Строгановы — богатейшие купцы и промышленники, владевшие на Северном Урале огромными поместьями. Их границы охраняли военные дружины, в основном «охотничьи казаки», или, как их еще называли, «отваги». Служил там и Ермак Тимофеевич.

Что же говорят о Ермаке его современники? Пожалуй, лучше всего ответит на это старинная песня уральских казаков:

Выговорил Ермак Тимофеевич:

Казаки, братцы, вы послушайте,

Да мне думушку попридумайте.

Как проходит уже лето теплое,

Наступает зима холодная —

Куда же, братцы, мы зимовать пойдем?

Нам на Волге жить? — Все ворами слыть.

На Яик идти? — переход велик!

На Казань идти? — грозен царь стоит —

Грозен царь Иван, сын Васильевич!

Он на нас послал рать великую,

Рать великую — в сорок тысячей…

Так пойдемте ж мы — да возьмем Сибирь!

Другой род рядом, сразу за Уралом. Другая вера: татарское царство под названием Сибирь. Год 1581-й.

Вверх по течению медленно тянутся казачьи однодеревки, плоты, струги. Строптивый Иртыш. А сколько супротив? Если у Ермака первое время было 540 казаков, то татарских войск — больше в двадцать раз.

Но разбит хан Кучум. Взят Кашлык — столица татарского царства. Сын Кучума, хан Маметкул, в плену.

XVII век. Тяжесть чужеземного нашествия. Поляки. И здесь снова казаки. В сентябре 1612 года ими отбит у поляков Китайгород. Вскоре атаманам Маркову и Епанчину сдается и занятый поляками Московский Кремль. И далее воюют казаки, расширяя границы России. Опять послушаем В. Броневского: «Азовские турки.
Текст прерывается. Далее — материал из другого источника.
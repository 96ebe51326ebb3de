use reqwest::StatusCode;
use std::error::Error as StdError;
use std::io::ErrorKind;

use crate::model::ProviderError;

const MAX_ERROR_BODY_CHARS: usize = 512;

fn error_chain_has(
    err: &(dyn StdError + 'static),
    kind: ErrorKind,
    needle: &str,
) -> bool {
    let mut current: Option<&(dyn StdError + 'static)> = Some(err);
    while let Some(source) = current {
        if let Some(io_err) = source.downcast_ref::<std::io::Error>()
            && io_err.kind() == kind
        {
            return true;
        }

        if source.to_string().to_ascii_lowercase().contains(needle) {
            return true;
        }

        current = source.source();
    }

    false
}

fn error_chain_has_connection_refused(err: &(dyn StdError + 'static)) -> bool {
    error_chain_has(err, ErrorKind::ConnectionRefused, "connection refused")
}

fn error_chain_has_timeout(err: &(dyn StdError + 'static)) -> bool {
    error_chain_has(err, ErrorKind::TimedOut, "timed out")
}

/// Turns a transport failure into an actionable provider error.
pub(crate) fn model_api_request_error(
    err: reqwest::Error,
    api_url: &str,
    timeout_secs: u64,
) -> ProviderError {
    if err.is_timeout() || error_chain_has_timeout(&err) {
        return ProviderError::Timeout(format!(
            "Model request timed out after {timeout_secs}s while calling '{api_url}'. \
             Increase MODEL_TIMEOUT_SECS or check model responsiveness."
        ));
    }

    if err.is_connect() {
        if error_chain_has_connection_refused(&err) {
            return ProviderError::Network(format!(
                "Connection refused by model API at '{api_url}'. \
                 Ensure the model provider is running and MODEL_BASE_URL is correct."
            ));
        }

        return ProviderError::Network(format!(
            "Failed to connect to model API at '{api_url}'. \
             Check MODEL_BASE_URL and network connectivity."
        ));
    }

    ProviderError::Network(format!("Failed to call model API at '{api_url}': {err}"))
}

/// Maps a non-success status and its body onto the provider taxonomy.
pub(crate) fn model_api_status_error(status: StatusCode, body: &str) -> ProviderError {
    let body = truncate(body.trim(), MAX_ERROR_BODY_CHARS);
    match status {
        StatusCode::UNAUTHORIZED | StatusCode::FORBIDDEN => ProviderError::Auth(body),
        StatusCode::TOO_MANY_REQUESTS => ProviderError::RateLimited,
        _ => ProviderError::Api {
            status: status.as_u16(),
            body,
        },
    }
}

fn truncate(text: &str, max_chars: usize) -> String {
    match text.char_indices().nth(max_chars) {
        Some((idx, _)) => format!("{}…", &text[..idx]),
        None => text.to_string(),
    }
}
Дабы воспрепятствовать донским лодкам выходить в море, построили на берегах реки, ниже крепости, две башни, вооружили их пушками и между башнями поперек Дона протянули в 3 ряда железную цепь. Предприимчивые донцы в 1616 году истребляют на Черном море турецкие купеческие корабли и город Синоп нечаянным нападением взяли».
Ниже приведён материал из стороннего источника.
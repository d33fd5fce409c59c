//! Callbacks invoked after each successful publish.

use crate::value::ConfigValue;
use parking_lot::RwLock;
use std::sync::Arc;

type Callback = Arc<dyn Fn(&ConfigValue) + Send + Sync>;

/// Handle for a subscription that can be dropped to unsubscribe.
pub struct SubscriptionHandle {
    id: usize,
    registry: Arc<RwLock<SubscriberRegistryInner>>,
}

impl Drop for SubscriptionHandle {
    fn drop(&mut self) {
        let id = self.id;
        self.registry
            .write()
            .subscribers
            .retain(|(sub_id, _)| *sub_id != id);
    }
}

struct SubscriberRegistryInner {
    subscribers: Vec<(usize, Callback)>,
    next_id: usize,
}

/// Registry of configuration change subscribers.
///
/// # Examples
///
/// ```rust
/// use layerstack_config::notify::SubscriberRegistry;
/// use layerstack_config::value::ConfigValue;
///
/// let registry = SubscriberRegistry::new();
/// let handle = registry.subscribe(|tree| println!("new config: {tree}"));
///
/// registry.notify_all(&ConfigValue::empty_map());
///
/// // Unsubscribe by dropping the handle
/// drop(handle);
/// assert_eq!(registry.subscriber_count(), 0);
/// ```
pub struct SubscriberRegistry {
    inner: Arc<RwLock<SubscriberRegistryInner>>,
}

impl SubscriberRegistry {
    /// Create an empty registry.
    pub fn new() -> Self {
        Self {
            inner: Arc::new(RwLock::new(SubscriberRegistryInner {
                subscribers: Vec::new(),
                next_id: 0,
            })),
        }
    }

    /// Register a callback that receives every newly published tree.
    pub fn subscribe<F>(&self, callback: F) -> SubscriptionHandle
    where
        F: Fn(&ConfigValue) + Send + Sync + 'static,
    {
        let mut inner = self.inner.write();
        let id = inner.next_id;
        inner.next_id += 1;
        inner.subscribers.push((id, Arc::new(callback)));

        SubscriptionHandle {
            id,
            registry: Arc::clone(&self.inner),
        }
    }

    /// Call every subscriber, in subscription order.
    ///
    /// Runs without holding the registry lock, so a callback may subscribe
    /// or drop a handle; the change applies from the next notification.
    pub fn notify_all(&self, tree: &ConfigValue) {
        let callbacks: Vec<Callback> = self
            .inner
            .read()
            .subscribers
            .iter()
            .map(|(_id, callback)| Arc::clone(callback))
            .collect();
        for callback in callbacks {
            callback(tree);
        }
    }

    /// Number of active subscribers.
    pub fn subscriber_count(&self) -> usize {
        self.inner.read().subscribers.len()
    }
}

impl Default for SubscriberRegistry {
    fn default() -> Self {
        Self::new()
    }
}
Велика заслуга казачества в исследовании и освоении новых земель, но и не меньшая в таких делах, как защита России от иноземного вторжения. И не только, конечно, в изгнании поляков с русской земли. Во всяком случае, во всех крупных битвах сражались казаки в составе русской армии.
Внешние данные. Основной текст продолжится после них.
//! Immutable configuration tree.
//!
//! A merged configuration is frozen into a [`ConfigValue`] before it is
//! published. Maps, sequences and strings live behind `Arc`, so cloning any
//! node is O(1) and the clone shares storage with the published tree.

use crate::error::{ConfigError, Result};
use serde::de::DeserializeOwned;
use serde::ser::{SerializeMap, SerializeSeq};
use serde::{Serialize, Serializer};
use serde_json::{Number, Value};
use std::collections::BTreeMap;
use std::fmt;
use std::sync::Arc;

/// A node of a frozen configuration tree.
#[derive(Debug, Clone, PartialEq, Default)]
pub enum ConfigValue {
    /// Explicit null.
    #[default]
    Null,
    /// Boolean scalar.
    Bool(bool),
    /// Numeric scalar.
    Number(Number),
    /// String scalar.
    String(Arc<str>),
    /// Ordered sequence.
    Sequence(Arc<[ConfigValue]>),
    /// Keyed map.
    Map(Arc<BTreeMap<String, ConfigValue>>),
}

impl ConfigValue {
    /// Creates an empty map node.
    pub fn empty_map() -> Self {
        Self::Map(Arc::new(BTreeMap::new()))
    }

    /// Looks up a child by key (maps) or by decimal index (sequences).
    ///
    /// Indices must be canonical: `"1"` matches, `"01"` and `"+1"` do not.
    pub fn child(&self, segment: &str) -> Option<&ConfigValue> {
        match self {
            Self::Map(map) => map.get(segment),
            Self::Sequence(items) => parse_index(segment).and_then(|i| items.get(i)),
            _ => None,
        }
    }

    /// Returns `true` if both values point at the same shared storage.
    ///
    /// Scalars without backing storage never share.
    pub fn ptr_eq(&self, other: &ConfigValue) -> bool {
        match (self, other) {
            (Self::Map(a), Self::Map(b)) => Arc::ptr_eq(a, b),
            (Self::Sequence(a), Self::Sequence(b)) => Arc::ptr_eq(a, b),
            (Self::String(a), Self::String(b)) => Arc::ptr_eq(a, b),
            _ => false,
        }
    }

    /// Returns `true` for `Null`.
    pub fn is_null(&self) -> bool {
        matches!(self, Self::Null)
    }

    /// Returns the boolean, if this is one.
    pub fn as_bool(&self) -> Option<bool> {
        match self {
            Self::Bool(b) => Some(*b),
            _ => None,
        }
    }

    /// Returns the number as `i64`, if representable.
    pub fn as_i64(&self) -> Option<i64> {
        match self {
            Self::Number(n) => n.as_i64(),
            _ => None,
        }
    }

    /// Returns the number as `f64`.
    pub fn as_f64(&self) -> Option<f64> {
        match self {
            Self::Number(n) => n.as_f64(),
            _ => None,
        }
    }

    /// Returns the string slice, if this is a string.
    pub fn as_str(&self) -> Option<&str> {
        match self {
            Self::String(s) => Some(s),
            _ => None,
        }
    }

    /// Returns the items, if this is a sequence.
    pub fn as_sequence(&self) -> Option<&[ConfigValue]> {
        match self {
            Self::Sequence(items) => Some(items),
            _ => None,
        }
    }

    /// Returns the entries, if this is a map.
    pub fn as_map(&self) -> Option<&BTreeMap<String, ConfigValue>> {
        match self {
            Self::Map(map) => Some(map),
            _ => None,
        }
    }

    /// Copies the tree back out into a mutable `serde_json::Value`.
    pub fn to_json(&self) -> Value {
        match self {
            Self::Null => Value::Null,
            Self::Bool(b) => Value::Bool(*b),
            Self::Number(n) => Value::Number(n.clone()),
            Self::String(s) => Value::String(s.to_string()),
            Self::Sequence(items) => Value::Array(items.iter().map(Self::to_json).collect()),
            Self::Map(map) => Value::Object(
                map.iter()
                    .map(|(k, v)| (k.clone(), v.to_json()))
                    .collect(),
            ),
        }
    }

    /// Deserializes this node into a typed value.
    ///
    /// # Errors
    ///
    /// Returns [`ConfigError::Deserialize`] if the shape does not match `T`.
    pub fn deserialize<T: DeserializeOwned>(&self) -> Result<T> {
        serde_json::from_value(self.to_json()).map_err(|e| ConfigError::Deserialize(e.to_string()))
    }
}

fn parse_index(segment: &str) -> Option<usize> {
    let digits_only = !segment.is_empty() && segment.bytes().all(|b| b.is_ascii_digit());
    if !digits_only || (segment.len() > 1 && segment.starts_with('0')) {
        return None;
    }
    segment.parse().ok()
}

/// Freezes a decoded tree.
impl From<Value> for ConfigValue {
    fn from(value: Value) -> Self {
        match value {
            Value::Null => Self::Null,
            Value::Bool(b) => Self::Bool(b),
            Value::Number(n) => Self::Number(n),
            Value::String(s) => Self::String(Arc::from(s)),
            Value::Array(items) => {
                Self::Sequence(items.into_iter().map(ConfigValue::from).collect())
            }
            Value::Object(map) => Self::Map(Arc::new(
                map.into_iter()
                    .map(|(k, v)| (k, ConfigValue::from(v)))
                    .collect(),
            )),
        }
    }
}

impl From<bool> for ConfigValue {
    fn from(value: bool) -> Self {
        Self::Bool(value)
    }
}

macro_rules! from_integer {
    ($($t:ty),*) => {
        $(
            impl From<$t> for ConfigValue {
                fn from(value: $t) -> Self {
                    Self::Number(Number::from(value))
                }
            }
        )*
    };
}

from_integer!(i32, i64, u32, u64);

impl From<f64> for ConfigValue {
    /// Non-finite floats become `Null`.
    fn from(value: f64) -> Self {
        Number::from_f64(value).map_or(Self::Null, Self::Number)
    }
}

impl From<&str> for ConfigValue {
    fn from(value: &str) -> Self {
        Self::String(Arc::from(value))
    }
}

impl From<String> for ConfigValue {
    fn from(value: String) -> Self {
        Self::String(Arc::from(value))
    }
}

impl From<&ConfigValue> for Value {
    fn from(value: &ConfigValue) -> Self {
        value.to_json()
    }
}

impl PartialEq<Value> for ConfigValue {
    fn eq(&self, other: &Value) -> bool {
        match (self, other) {
            (Self::Null, Value::Null) => true,
            (Self::Bool(a), Value::Bool(b)) => a == b,
            (Self::Number(a), Value::Number(b)) => a == b,
            (Self::String(a), Value::String(b)) => **a == *b.as_str(),
            (Self::Sequence(a), Value::Array(b)) => {
                a.len() == b.len() && a.iter().zip(b).all(|(x, y)| x == y)
            }
            (Self::Map(a), Value::Object(b)) => {
                a.len() == b.len()
                    && a.iter().all(|(k, v)| b.get(k).is_some_and(|other| v == other))
            }
            _ => false,
        }
    }
}

impl Serialize for ConfigValue {
    fn serialize<S: Serializer>(&self, serializer: S) -> std::result::Result<S::Ok, S::Error> {
        match self {
            Self::Null => serializer.serialize_unit(),
            Self::Bool(b) => serializer.serialize_bool(*b),
            Self::Number(n) => n.serialize(serializer),
            Self::String(s) => serializer.serialize_str(s),
            Self::Sequence(items) => {
                let mut seq = serializer.serialize_seq(Some(items.len()))?;
                for item in items.iter() {
                    seq.serialize_element(item)?;
                }
                seq.end()
            }
            Self::Map(map) => {
                let mut out = serializer.serialize_map(Some(map.len()))?;
                for (k, v) in map.iter() {
                    out.serialize_entry(k, v)?;
                }
                out.end()
            }
        }
    }
}

impl fmt::Display for ConfigValue {
    fn fmt(&self, f: &mut fmt::Formatter<'_>) -> fmt::Result {
        match serde_json::to_string(self) {
            Ok(s) => f.write_str(&s),
            Err(_) => Err(fmt::Error),
        }
    }
}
В войнах восставшего народа казачество было немалой силой. Все русские люди знают Имена выдающихся борцов за свободу угнетенного крестьянства — С. Т. Разин, К. А. Булавин, Е. И. Пугачев.


Конница новейших времен

Гусары — наиболее древнего происхождения. В 1458 году венгерский король Матвей Корвин приказал для защиты от турок образовать особое ополчение: от двадцати дворян выставлялся один конный дворянин и при нем определенное число вооруженных людей. Это ополчение называлось «хусар» — от тогдашнего жалованья гусар — 20 уар.

Венгерский князь Стефан Баторий, когда стал в XVI веке польским королем, привел с собой гусар на новую родину. Здесь гусары прочно обосновались на все последующие века, стали модной и почетной кавалерией. В них служили преимущественно богатые люди.

В 1688 году первый регулярный гусарский полк появился в Австрии, затем во Франции, Пруссии, в начале прошлого века — в Англии. В Италии гусар никогда не было.

В России о гусарах как о войске иноземного строя впервые упоминается в 1634 году. Когда Петр I организовал регулярную армию, гусары исчезли и появились вновь лишь в 1723 году, когда царь приказал из сербов, эмигрантов из Австрии, сформировать гусарские полки (набранные обычно из сербов, македонцев, венгров, молдаван, грузин). К 1813 году в России было 12 гусарских полков, а перед революцией — 2 гвардейских и 18 армейских.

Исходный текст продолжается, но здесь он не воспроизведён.